L’étranger, et l’immigration en particulier, apparaissent régulièrement dans le discours politique comme un danger potentiel pour nos sociétés. Un discours habituellement attribué à l’extrême droite, repris par les partis de la droite classique et, par moments, une partie de la gauche. L’Europe est hantée par le spectre d’une invasion incontrôlée d’étrangers, source de conflit permanent, semant le chaos dans nos sociétés si bien organisées. L’immigration est fréquemment associée aux mots délinquance, chômage, assistanat, intégrisme, insécurité. Il s’agit là d’un discours démagogique et populiste qui fait partie d’une stratégie politique douteuse : faire reposer les problèmes de la société sur le dos des étrangers tout en alimentant les craintes d’un éléctorat qui se sent de plus en plus vulnérable dans ses acquis sociaux.

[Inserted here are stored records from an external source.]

pub mod idle;
pub mod names;
pub mod session;
pub mod stations;

use std::sync::Arc;

use tokio::sync::{RwLock, watch};

use crate::{config::AppConfig, dao::run_store::RunStore, error::ServiceError};

use self::{
    idle::{IdleHooks, IdleWatchdog, LogIdleHooks},
    names::NameRegistry,
    session::{BuzzerLatch, SessionSlot},
    stations::StationBoard,
};

pub type SharedState = Arc<AppState>;

/// Central application state: the in-memory game components plus the leaderboard store handle.
///
/// Claims, stations, the session clock and idle tracking never depend on storage, so they keep
/// working while the application is degraded.
pub struct AppState {
    config: AppConfig,
    run_store: RwLock<Option<Arc<dyn RunStore>>>,
    degraded: watch::Sender<bool>,
    names: NameRegistry,
    stations: StationBoard,
    session: SessionSlot,
    buzzer: BuzzerLatch,
    idle: IdleWatchdog,
}

impl AppState {
    /// Construct a new [`AppState`] wrapped in an [`Arc`] so it can be cloned cheaply.
    ///
    /// The application starts in degraded mode until a run store is installed. The idle watchdog
    /// is created but not started; call [`IdleWatchdog::start`] from within the runtime.
    pub fn new(config: AppConfig) -> SharedState {
        Self::with_idle_hooks(config, Arc::new(LogIdleHooks))
    }

    /// Same as [`Self::new`] with custom idle-start / idle-stop hooks.
    pub fn with_idle_hooks(config: AppConfig, hooks: Arc<dyn IdleHooks>) -> SharedState {
        let (degraded_tx, _rx) = watch::channel(true);
        let stations = StationBoard::new(config.station_ids());
        let idle = IdleWatchdog::new(config.idle_timeout, hooks);
        Arc::new(Self {
            config,
            run_store: RwLock::new(None),
            degraded: degraded_tx,
            names: NameRegistry::new(),
            stations,
            session: SessionSlot::new(),
            buzzer: BuzzerLatch::new(),
            idle,
        })
    }

    /// Runtime configuration.
    pub fn config(&self) -> &AppConfig {
        &self.config
    }

    /// Obtain a handle to the current run store, if one is installed.
    pub async fn run_store(&self) -> Option<Arc<dyn RunStore>> {
        let guard = self.run_store.read().await;
        guard.as_ref().cloned()
    }

    /// Run store handle, or [`ServiceError::Degraded`] while storage is unusable.
    pub async fn require_run_store(&self) -> Result<Arc<dyn RunStore>, ServiceError> {
        if self.is_degraded() {
            return Err(ServiceError::Degraded);
        }
        self.run_store().await.ok_or(ServiceError::Degraded)
    }

    /// Install a new run store implementation and leave degraded mode.
    pub async fn set_run_store(&self, store: Arc<dyn RunStore>) {
        {
            let mut guard = self.run_store.write().await;
            *guard = Some(store);
        }
        self.update_degraded(false);
    }

    /// Remove the current run store and enter degraded mode.
    pub async fn clear_run_store(&self) {
        {
            let mut guard = self.run_store.write().await;
            guard.take();
        }
        self.update_degraded(true);
    }

    /// Current degraded flag.
    pub fn is_degraded(&self) -> bool {
        *self.degraded.borrow()
    }

    /// Subscribe to degraded mode updates.
    pub fn degraded_watcher(&self) -> watch::Receiver<bool> {
        self.degraded.subscribe()
    }

    /// Update and broadcast the degraded flag when the value changes.
    pub fn update_degraded(&self, value: bool) {
        self.degraded.send_if_modified(|current| {
            if *current == value {
                return false;
            }
            *current = value;
            true
        });
    }

    /// Nicknames currently held by participants.
    pub fn names(&self) -> &NameRegistry {
        &self.names
    }

    /// Per-station status board.
    pub fn stations(&self) -> &StationBoard {
        &self.stations
    }

    /// The running session, if any.
    pub fn session(&self) -> &SessionSlot {
        &self.session
    }

    /// Finish buzzer latch.
    pub fn buzzer(&self) -> &BuzzerLatch {
        &self.buzzer
    }

    /// Inactivity watchdog.
    pub fn idle(&self) -> &IdleWatchdog {
        &self.idle
    }
}
//! DTO definitions used by the admin REST API and documentation layer.

use serde::{Deserialize, Serialize};
use utoipa::ToSchema;
use validator::Validate;

use crate::{
    dao::models::{RunEntity, RunId},
    dto::{
        format_system_time,
        validation::{validate_elapsed_field, validate_name_field},
    },
};

/// Full projection of a recorded run for administrators.
#[derive(Debug, Serialize, ToSchema)]
pub struct AdminRunItem {
    pub id: RunId,
    pub name: String,
    pub time: String,
    /// RFC 3339 timestamp.
    pub recorded_at: String,
}

impl From<RunEntity> for AdminRunItem {
    fn from(value: RunEntity) -> Self {
        Self {
            id: value.id,
            name: value.name,
            time: value.elapsed,
            recorded_at: format_system_time(value.recorded_at),
        }
    }
}

/// One row of an admin edit batch: rows with an `id` update that run, rows without insert one.
#[derive(Debug, Deserialize, ToSchema, Validate)]
pub struct AdminRunRow {
    #[serde(default)]
    pub id: Option<RunId>,
    #[validate(custom(function = "validate_name_field"))]
    pub name: String,
    #[validate(custom(function = "validate_elapsed_field"))]
    pub time: String,
    /// RFC 3339 timestamp honoured only on inserts, to backfill history.
    #[serde(default)]
    pub recorded_at: Option<String>,
}

/// Summary of an admin edit batch.
#[derive(Debug, Default, Serialize, ToSchema)]
pub struct AdminEditResponse {
    /// Number of existing runs updated.
    pub updated: u64,
    /// Ids of the inserted runs, in row order.
    pub inserted: Vec<RunId>,
    /// Ids of rows that referenced no existing run.
    pub skipped: Vec<RunId>,
}

/// Number of runs removed.
#[derive(Debug, Serialize, ToSchema)]
pub struct AdminDeleteResponse {
    pub deleted: u64,
}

Or, chacun le sait, l’immigration est au contraire une nécessité pour le développement des pays occidentaux. Tout au long du XXe siècle, la France a fait appel aux immigrés italiens, polonais, maghrébins pour répondre à ses besoins de main d’œuvre. Ces populations ont enrichi le pays tant au niveau économique que culturel. L’identité de la France s’est également construite sur le brassage permanent des populations, sur l’échange des idées, de mœurs et de savoir-faire. Aujourd’hui encore ce sont en majorité les immigrés qui servent de réservoir de main d’œuvre dans les secteurs caractérisés par le niveau bas des salaires et de protection sociale, peu recherchés par la population « nationale ». Il est également reconnu, y compris par la droite, que l’Europe a besoin d’immigrés pour renouveler sa population vieillissante.

On peut dire, d’une certaine façon, que l’histoire de l’humanité est celle de ses migrations. A commencer par les migrants européens : 40 millions d’entre eux ont quitté le vieux continent au XIXe siècle, colonisant toute la planète.

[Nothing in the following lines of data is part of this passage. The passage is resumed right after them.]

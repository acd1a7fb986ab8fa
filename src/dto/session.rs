use serde::{Deserialize, Serialize};
use utoipa::ToSchema;
use uuid::Uuid;
use validator::Validate;

use crate::{
    dao::models::RunId,
    dto::{format_system_time, validation::validate_name_field},
    state::session::ActiveSession,
};

/// Start the stopwatch for a claimed nickname.
#[derive(Debug, Deserialize, ToSchema, Validate)]
pub struct StartSessionRequest {
    #[validate(custom(function = "validate_name_field"))]
    pub name: String,
}

/// Current state of the running session.
#[derive(Debug, Serialize, ToSchema)]
pub struct SessionView {
    pub session_id: Uuid,
    pub name: String,
    /// RFC 3339 wall-clock start time.
    pub started_at: String,
    /// Elapsed time so far, `00:MM:SS.mmm`.
    pub elapsed: String,
    /// Whether the clock has been stopped by a finalization attempt.
    pub paused: bool,
    pub victory: bool,
    pub finalized: bool,
}

impl SessionView {
    pub fn new(session: &ActiveSession, victory: bool) -> Self {
        Self {
            session_id: session.id(),
            name: session.name().to_owned(),
            started_at: format_system_time(session.started_at()),
            elapsed: session.elapsed().to_string(),
            paused: session.clock().is_paused(),
            victory,
            finalized: session.is_finalized(),
        }
    }
}

/// What ended the run.
#[derive(Debug, Clone, Copy, PartialEq, Eq, Deserialize, ToSchema)]
#[serde(rename_all = "snake_case")]
pub enum FinishReason {
    /// Every station reports correct.
    Victory,
    /// Finish button or buzzer.
    Manual,
}

/// Request to finalize the running session.
#[derive(Debug, Deserialize, ToSchema)]
pub struct FinishSessionRequest {
    pub reason: FinishReason,
}

/// Run recorded by a successful finalization.
#[derive(Debug, Serialize, ToSchema)]
pub struct FinishSessionResponse {
    pub id: RunId,
    pub name: String,
    pub time: String,
}

/// Buzzer poll result. Each press is reported once.
#[derive(Debug, Serialize, ToSchema)]
pub struct BuzzerResponse {
    pub clicked: bool,
}

/// Whether the kiosk is in idle (ambient) mode.
#[derive(Debug, Serialize, ToSchema)]
pub struct IdleResponse {
    pub idle: bool,
}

Dans l’histoire, la majorité des migrations se sont produites de manière violente. L’immigration actuelle se fait de façon pacifique et dans un souci d’intégration. Elle est la conséquence de l’inégalité flagrante entre les pays du Sud et du Nord. Les pays du Sud, anciennes colonies, sont marqués par la misère entretenue par les institutions économiques mondiales dominées par le Nord (OMC, FMI) et par des politiques visant les seuls intérêts des entreprises multinationales et des pays riches. Le flux migratoire vers le Nord ne pourra s’arrêter tant qu’il n’y aura pas de politique effective permettant le développement des pays pauvres. Or la migration fait partie du fonctionnement normal du système politique mondial et sert de régulateur naturel, quoique insuffisant, de ce déséquilibre. Les immigrés contribuent de manière significative au développement de leurs pays d’origine, par l’intermédiaire de transferts financiers importants. Selon l’OCDE, ces transferts s’élevaient en 2003 à l’échelle mondiale à 100 milliards $, tandis que l’ensemble de l’Aide Publique au Développement atteignait la même année 68,5 milliards de $ (en comparaison, les dépenses en armement atteignaient 1 035 milliards de $).

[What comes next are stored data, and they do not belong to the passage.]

//! Fixed-width elapsed-time representation (`00:MM:SS.mmm`) used for storage, ranking and display.
//!
//! Every field is zero-padded, so for values produced by [`format`] the lexicographic order of
//! the strings equals the numeric order of the durations. The ranking code relies on this and
//! sorts raw strings; anything arriving from outside must therefore go through [`parse`] first.

use std::{fmt, str::FromStr, time::Duration};

use thiserror::Error;

/// Largest minute value the codec can represent (the hour field is a fixed literal).
pub const MAX_MINUTES: u32 = 59;
/// Largest second value accepted.
pub const MAX_SECONDS: u32 = 59;
/// Largest millisecond value accepted.
pub const MAX_MILLIS: u32 = 999;

const ENCODED_LEN: usize = 12;
const HOUR_PREFIX: &str = "00:";

/// Raised when a string is not a well-formed, in-range elapsed time.
#[derive(Debug, Clone, PartialEq, Eq, Error)]
#[error("malformed elapsed time `{input}`: {reason}")]
pub struct MalformedTimeError {
    /// The rejected input, verbatim.
    pub input: String,
    /// Human readable explanation of what is wrong with it.
    pub reason: &'static str,
}

impl MalformedTimeError {
    fn new(input: &str, reason: &'static str) -> Self {
        Self {
            input: input.to_owned(),
            reason,
        }
    }
}

/// Decoded elapsed time. Ordering follows the duration it represents.
#[derive(Debug, Clone, Copy, PartialEq, Eq, PartialOrd, Ord, Hash)]
pub struct ElapsedTime {
    minutes: u32,
    seconds: u32,
    millis: u32,
}

impl ElapsedTime {
    /// Build a value from its components, rejecting out-of-range fields.
    pub fn new(minutes: u32, seconds: u32, millis: u32) -> Option<Self> {
        if minutes > MAX_MINUTES || seconds > MAX_SECONDS || millis > MAX_MILLIS {
            return None;
        }
        Some(Self {
            minutes,
            seconds,
            millis,
        })
    }

    /// Convert a measured duration, clamping anything past `00:59:59.999`.
    pub fn from_duration_saturating(duration: Duration) -> Self {
        let total_ms = duration.as_millis();
        let max_ms = u128::from((MAX_MINUTES * 60 + MAX_SECONDS) * 1000 + MAX_MILLIS);
        let clamped = total_ms.min(max_ms) as u32;
        Self {
            minutes: clamped / 60_000,
            seconds: (clamped / 1000) % 60,
            millis: clamped % 1000,
        }
    }

    /// Minutes component.
    pub fn minutes(&self) -> u32 {
        self.minutes
    }

    /// Seconds component.
    pub fn seconds(&self) -> u32 {
        self.seconds
    }

    /// Milliseconds component.
    pub fn millis(&self) -> u32 {
        self.millis
    }

    /// Total length of the run.
    pub fn as_duration(&self) -> Duration {
        Duration::from_millis(u64::from(
            (self.minutes * 60 + self.seconds) * 1000 + self.millis,
        ))
    }
}

impl fmt::Display for ElapsedTime {
    fn fmt(&self, f: &mut fmt::Formatter<'_>) -> fmt::Result {
        write!(
            f,
            "{HOUR_PREFIX}{:02}:{:02}.{:03}",
            self.minutes, self.seconds, self.millis
        )
    }
}

impl FromStr for ElapsedTime {
    type Err = MalformedTimeError;

    fn from_str(s: &str) -> Result<Self, Self::Err> {
        let (minutes, seconds, millis) = parse(s)?;
        Ok(Self {
            minutes,
            seconds,
            millis,
        })
    }
}

/// Render `00:MM:SS.mmm`. Components are expected in range; use [`ElapsedTime::new`] to check.
pub fn format(minutes: u32, seconds: u32, millis: u32) -> String {
    format!("{HOUR_PREFIX}{minutes:02}:{seconds:02}.{millis:03}")
}

/// Decode `00:MM:SS.mmm` into `(minutes, seconds, milliseconds)`.
///
/// The layout is checked byte by byte (so `0:1:2.3` or `00:01:02.3456` are rejected) and the
/// fields are range-checked afterwards: `00:99:99.999` has the right shape but is still invalid.
pub fn parse(input: &str) -> Result<(u32, u32, u32), MalformedTimeError> {
    let bytes = input.as_bytes();
    if bytes.len() != ENCODED_LEN {
        return Err(MalformedTimeError::new(input, "expected 00:MM:SS.mmm"));
    }
    if !input.starts_with(HOUR_PREFIX) {
        return Err(MalformedTimeError::new(input, "hour field must be `00`"));
    }
    if bytes[5] != b':' || bytes[8] != b'.' {
        return Err(MalformedTimeError::new(input, "expected 00:MM:SS.mmm"));
    }

    let minutes = digits(input, &bytes[3..5])?;
    let seconds = digits(input, &bytes[6..8])?;
    let millis = digits(input, &bytes[9..12])?;

    if minutes > MAX_MINUTES {
        return Err(MalformedTimeError::new(input, "minutes must be within 00..=59"));
    }
    if seconds > MAX_SECONDS {
        return Err(MalformedTimeError::new(input, "seconds must be within 00..=59"));
    }

    Ok((minutes, seconds, millis))
}

/// Parse and re-validate an externally supplied value, returning the canonical string.
pub fn validate(input: &str) -> Result<String, MalformedTimeError> {
    let (minutes, seconds, millis) = parse(input)?;
    Ok(format(minutes, seconds, millis))
}

fn digits(input: &str, field: &[u8]) -> Result<u32, MalformedTimeError> {
    field.iter().try_fold(0u32, |acc, byte| {
        if byte.is_ascii_digit() {
            Ok(acc * 10 + u32::from(byte - b'0'))
        } else {
            Err(MalformedTimeError::new(input, "fields must be ASCII digits"))
        }
    })
}

#[cfg(test)]
mod tests {
    use super::*;

    #[test]
    fn formats_with_fixed_width_fields() {
        assert_eq!(format(1, 23, 456), "00:01:23.456");
        assert_eq!(format(0, 0, 0), "00:00:00.000");
        assert_eq!(format(59, 59, 999), "00:59:59.999");
        assert_eq!(format(0, 5, 7), "00:00:05.007");
    }

    #[test]
    fn parse_inverts_format_across_the_domain() {
        for minutes in [0, 1, 9, 10, 30, 59] {
            for seconds in [0, 1, 9, 10, 59] {
                for millis in [0, 1, 9, 10, 99, 100, 999] {
                    let encoded = format(minutes, seconds, millis);
                    assert_eq!(parse(&encoded), Ok((minutes, seconds, millis)));
                }
            }
        }
    }

    #[test]
    fn string_order_matches_duration_order() {
        let samples = [
            (0, 0, 0),
            (0, 0, 999),
            (0, 1, 0),
            (0, 9, 500),
            (0, 10, 0),
            (1, 22, 0),
            (1, 23, 456),
            (9, 59, 999),
            (10, 0, 0),
            (59, 59, 999),
        ];
        for a in samples {
            for b in samples {
                let lhs = ElapsedTime::new(a.0, a.1, a.2).unwrap();
                let rhs = ElapsedTime::new(b.0, b.1, b.2).unwrap();
                assert_eq!(
                    lhs.to_string() < rhs.to_string(),
                    lhs.as_duration() < rhs.as_duration(),
                    "{lhs} vs {rhs}"
                );
            }
        }
    }

    #[test]
    fn rejects_out_of_range_fields_with_valid_shape() {
        assert!(parse("00:99:99.999").is_err());
        assert!(parse("00:60:00.000").is_err());
        assert!(parse("00:00:60.000").is_err());
    }

    #[test]
    fn rejects_wrong_layout() {
        for input in [
            "",
            "0:1:2.3",
            "00:01:23.4567",
            "00:01:23,456",
            "01:01:23.456",
            "00-01:23.456",
            "00:0a:23.456",
            "00:01:23.45 ",
            "+0:01:23.456",
        ] {
            assert!(parse(input).is_err(), "accepted `{input}`");
        }
    }

    #[test]
    fn duration_conversion_saturates() {
        let elapsed = ElapsedTime::from_duration_saturating(Duration::from_millis(83_456));
        assert_eq!(elapsed.to_string(), "00:01:23.456");

        let overflow = ElapsedTime::from_duration_saturating(Duration::from_secs(2 * 3600));
        assert_eq!(overflow.to_string(), "00:59:59.999");
    }

    #[test]
    fn validate_returns_canonical_string() {
        assert_eq!(validate("00:01:22.000").as_deref(), Ok("00:01:22.000"));
        assert!(validate("00:01:22").is_err());
    }
}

Il faut opposer au discours démagogique les faits. Jusqu’à présent, aucune étude n’a démontré la corrélation entre le nombre d’immigrés et le chômage. L’insécurité, la délinquance, la pauvreté sont la conséquence de politiques de précarisation, de remise en cause des acquis sociaux, d’une redistribution de richesses inégalitaire et injuste. Les études de l’INSEE prouvent que la proportion d’immigrés est restée stable depuis 25 ans ; on peut considérer dès lors que différentes politiques à l’égard d’étrangers, qu’elles soient répressives ou non, n’ont pas d’incidence sur les flux migratoires. Les estimations du nombre d’immigrés clandestins (sans-papiers) variant entre 200 000 et 300 000 les intentions du gouvernement d’expulser 20 000 personnes par an pour régler le problème se révèlent absurdes et irréalistes. Il faudrait 10 à 15 ans, à supposer qu’il n’y ait plus de nouvelles arrivées. Pour que l’expulsion des étrangers soit « efficace », il faudrait recourir au moyens qui ont rendu possible les déportations en masse pendant et après la seconde guerre mondiale. Personne ne les envisage, heureusement !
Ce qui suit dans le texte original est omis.